Members of the coalition include the New Jersey Association of Health Plans, the trade group for the state’s health plans; The New Jersey Carpenters Funds; Plumbers and Pipefitters Local 322; and the Trenton public policy groups Common Sense Institute of New Jersey and New Jersey Policy Perspective.

The coalition said it has four goals:

  • Increase transparency. Require hospitals and physicians to provide, for a significant number of the most commonly performed procedures, information about the fees they charge and make that information available in a user-friendly, online format.
  • Reduce surprises. Hospitals should require physicians practicing at their facility to participate in the same insurance networks they do.
  • Create a fair, simple arbitration process to resolve billing disputes. Each side submits a “best and final” offer; the arbitrator selects one within 30 days, and the loser pays the costs of the arbitration.
  • Establish a reasonable fee schedule. This would cover out-of-network ER services based on actual costs.

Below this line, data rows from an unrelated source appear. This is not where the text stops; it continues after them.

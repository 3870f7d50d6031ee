use super::*;
use crate::state::State;

/// Number of rows the log panel takes when shown.
///
const LOG_HEIGHT: u16 = 8;

/// Render the whole interface according to state: the company list beside the
/// company form and fiscal year table, then any open modal, dialog or toast
/// on top.
///
pub fn all(frame: &mut Frame, state: &mut State) {
    let mut constraints = vec![Constraint::Min(10)];
    if state.show_log() {
        constraints.push(Constraint::Length(LOG_HEIGHT));
    }
    constraints.push(Constraint::Length(1));
    let rows = Layout::default()
        .direction(Direction::Vertical)
        .constraints(constraints)
        .split(frame.size());

    let columns = Layout::default()
        .direction(Direction::Horizontal)
        .constraints([Constraint::Percentage(30), Constraint::Percentage(70)])
        .split(rows[0]);

    let details = Layout::default()
        .direction(Direction::Vertical)
        .constraints([Constraint::Length(8), Constraint::Min(6)])
        .split(columns[1]);

    company_list(frame, columns[0], state);
    company_form(frame, details[0], state);
    fiscal_years(frame, details[1], state);

    if state.show_log() {
        log(frame, rows[1], state);
    }
    footer(frame, rows[rows.len() - 1], state);

    let area = frame.size();
    if state.fiscal_year_form().is_some() {
        fiscal_year_modal(frame, area, state);
    }
    if state.confirmation().is_some() {
        confirmation(frame, area, state);
    }
    toast(frame, area, state);
}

“A true marketplace doesn’t work without transparency,” said Jerry Cantrell, president of the Common Sense Institute of N.J. “Right now, the deck is stacked against consumers. Health care might be the only place where you don’t get to know what something costs until after you’ve made the purchase. That has to change.”

“A trip to the emergency room shouldn’t come with a trip to bankruptcy court,” said Ray Castro, senior policy analyst for N.J. Policy Perspective. “Who, in the midst of a medical emergency, thinks about whether the hospital is in-network or out-of-network? In an emergency, every hospital should be treated fairly, and so should every patient.”

Jack Sullivan, health benefits manager for the New Jersey Carpenters Funds said, “We should establish a reasonable fee schedule for out-of-network ER services based on actual costs or a reasonable calculation.”

The coalition has launched a website, www.njhurt.org, that it said will seek to engage and mobilize consumers in the effort and provide them a forum to share their health care bill stories.